2. “Get ready for your life to change” – What, you mean I can’t go out to happy hour every night and take weekend trips just the two of us anymore???? Hold the phone, send this baby back. DUH. Anyone who gets pregnant and expects their life to stay the same should not be having children. I understand that our lives will be totally different, with entirely new priorities, routines, and challenges. And while you can’t predict everything that will happen, I’m pretty sure that we’ve already grasped that our lives will be changing. Again, it may be that I’m sensitive right now, but this also sounds condescending.
3. “What made you pick that name?” – Luckily, I haven’t had anyone come out and say this outright, but I’ve heard other expectant mothers complain about it; I’ve even heard people say “ew” in response to baby names!! Straight up rude! The only slightly negative responses that I’ve received in revealing our baby name were silence then change of subject, some “oh, that’s interesting”, and other comments of the sort. I don’t expect everyone to love the name that we’ve chosen for our baby – just as I wouldn’t have picked names that others have chosen. But people need to understand that most parents when picking out their child’s name don’t just pull it out of a hat. There is usually lots of deliberation, consideration, and thought put into it, so bashing a name is a no-no. Just stick with the “if you don’t have anything nice don’t say anything” rule.

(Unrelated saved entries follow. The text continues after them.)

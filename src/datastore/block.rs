//! Data blocks backing one Modbus entity kind (coils, discrete inputs,
//! holding registers, input registers).
//!
//! Two shapes, per §3/§4.4: a dense [`SequentialBlock`] covering a
//! contiguous address range, and a [`SparseBlock`] covering an explicit set
//! of addresses. Both are generic over the cell type `T` (`bool` or `u16`).

use std::collections::BTreeMap;

use crate::error::{ModbusError, Result};

/// Common contract for a single entity's storage.
pub trait DataBlock<T: Copy> {
    /// True iff every address in `[address, address + count)` is backed.
    fn validate(&self, address: u16, count: u16) -> bool;

    /// Read `count` values starting at `address`. Callers must have called
    /// [`DataBlock::validate`] first; out-of-range reads return an error
    /// rather than panicking.
    fn get_values(&self, address: u16, count: u16) -> Result<Vec<T>>;

    /// Write `values` starting at `address`. Preserves the block's length
    /// and domain: a sequential block cannot grow, a non-mutable sparse
    /// block cannot gain new keys.
    fn set_values(&mut self, address: u16, values: &[T]) -> Result<()>;

    /// Reset every cell to its zero value.
    fn reset(&mut self);
}

/// Default cell count for a fresh [`SequentialBlock::default`] — the full
/// 16-bit Modbus address space.
pub const DEFAULT_SEQUENTIAL_LEN: usize = 65_536;

/// A dense, contiguous block: `base` + `Vec<T>`.
#[derive(Debug, Clone)]
pub struct SequentialBlock<T> {
    base: u16,
    cells: Vec<T>,
}

impl<T: Copy + Default> SequentialBlock<T> {
    /// A block covering `[base, base + len)`, all cells zeroed.
    pub fn new(base: u16, len: usize) -> Self {
        Self {
            base,
            cells: vec![T::default(); len],
        }
    }

    /// A block covering the entire 16-bit address space, based at 0.
    pub fn full_range() -> Self {
        Self::new(0, DEFAULT_SEQUENTIAL_LEN)
    }

    pub fn base(&self) -> u16 {
        self.base
    }

    pub fn len(&self) -> usize {
        self.cells.len()
    }

    pub fn is_empty(&self) -> bool {
        self.cells.is_empty()
    }
}

impl<T: Copy + Default> Default for SequentialBlock<T> {
    fn default() -> Self {
        Self::full_range()
    }
}

impl<T: Copy + Default> DataBlock<T> for SequentialBlock<T> {
    fn validate(&self, address: u16, count: u16) -> bool {
        if count == 0 {
            return false;
        }
        let start = address as u64;
        let end = start + count as u64;
        let base = self.base as u64;
        start >= base && end <= base + self.cells.len() as u64
    }

    fn get_values(&self, address: u16, count: u16) -> Result<Vec<T>> {
        if !self.validate(address, count) {
            return Err(ModbusError::protocol("address range not backed by block"));
        }
        let offset = (address - self.base) as usize;
        Ok(self.cells[offset..offset + count as usize].to_vec())
    }

    fn set_values(&mut self, address: u16, values: &[T]) -> Result<()> {
        if !self.validate(address, values.len() as u16) {
            return Err(ModbusError::protocol("address range not backed by block"));
        }
        let offset = (address - self.base) as usize;
        self.cells[offset..offset + values.len()].copy_from_slice(values);
        Ok(())
    }

    fn reset(&mut self) {
        for cell in &mut self.cells {
            *cell = T::default();
        }
    }
}

/// An explicit, possibly non-contiguous mapping of address to value.
#[derive(Debug, Clone, Default)]
pub struct SparseBlock<T> {
    cells: BTreeMap<u16, T>,
    /// When true, `set_values` may introduce addresses absent from the map.
    mutable: bool,
}

impl<T: Copy> SparseBlock<T> {
    pub fn new(cells: BTreeMap<u16, T>) -> Self {
        Self {
            cells,
            mutable: false,
        }
    }

    pub fn mutable(cells: BTreeMap<u16, T>) -> Self {
        Self {
            cells,
            mutable: true,
        }
    }
}

impl<T: Copy + Default> DataBlock<T> for SparseBlock<T> {
    fn validate(&self, address: u16, count: u16) -> bool {
        if count == 0 {
            return false;
        }
        (0..count).all(|i| {
            address
                .checked_add(i)
                .map(|a| self.cells.contains_key(&a))
                .unwrap_or(false)
        })
    }

    fn get_values(&self, address: u16, count: u16) -> Result<Vec<T>> {
        if !self.validate(address, count) {
            return Err(ModbusError::protocol("address range not backed by block"));
        }
        Ok((0..count)
            .map(|i| self.cells[&(address + i)])
            .collect())
    }

    fn set_values(&mut self, address: u16, values: &[T]) -> Result<()> {
        if !self.mutable && !self.validate(address, values.len() as u16) {
            return Err(ModbusError::protocol(
                "sparse block is not mutable and key is absent",
            ));
        }
        for (i, &v) in values.iter().enumerate() {
            self.cells.insert(address + i as u16, v);
        }
        Ok(())
    }

    fn reset(&mut self) {
        for v in self.cells.values_mut() {
            *v = T::default();
        }
    }
}

#[cfg(test)]
mod tests {
    use super::*;

    #[test]
    fn sequential_validate_bounds() {
        let block: SequentialBlock<u16> = SequentialBlock::new(100, 10);
        assert!(block.validate(100, 10));
        assert!(block.validate(105, 5));
        assert!(!block.validate(99, 1));
        assert!(!block.validate(105, 6));
        assert!(!block.validate(100, 0));
    }

    #[test]
    fn sequential_get_set() {
        let mut block: SequentialBlock<u16> = SequentialBlock::new(0, 10);
        block.set_values(2, &[1, 2, 3]).unwrap();
        assert_eq!(block.get_values(2, 3).unwrap(), vec![1, 2, 3]);
        assert!(block.get_values(8, 5).is_err());
    }

    #[test]
    fn sparse_requires_existing_keys_unless_mutable() {
        let mut cells = BTreeMap::new();
        cells.insert(5u16, 42u16);
        let mut block = SparseBlock::new(cells);
        assert!(block.validate(5, 1));
        assert!(!block.validate(6, 1));
        assert!(block.set_values(5, &[100]).is_ok());
        assert!(block.set_values(6, &[1]).is_err());

        let mut mutable = SparseBlock::mutable(BTreeMap::new());
        assert!(mutable.set_values(9, &[1]).is_ok());
        assert!(mutable.validate(9, 1));
    }

    #[test]
    fn reset_zeroes_all_cells() {
        let mut block: SequentialBlock<u16> = SequentialBlock::new(0, 4);
        block.set_values(0, &[1, 2, 3, 4]).unwrap();
        block.reset();
        assert_eq!(block.get_values(0, 4).unwrap(), vec![0, 0, 0, 0]);
    }
}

4. Any comments about what we are eating or drinking. As stated in previous posts, I have done my research. I know what I can and can't eat, what supplements are good or bad, how many calories I can have in a day, and what nutrients my baby needs to be healthy. So imagine my shock when I had a GUY (a guy?! has he ever given birth? was he my doctor?) at Starbucks actually say “are you sure you are allowed to drink that?” as I was waiting for my tall non-fat latte. He immediately knew he said the wrong thing when I went into a speech about all the research I’ve done about caffeine and pregnancy. Needless to say, he was embarrassed and quickly told me how great I looked and mumbled something about enjoying my time because it goes fast. Well maybe he shouldn’t have ordered his venti white chocolate frapp – does he know how much sugar is in that??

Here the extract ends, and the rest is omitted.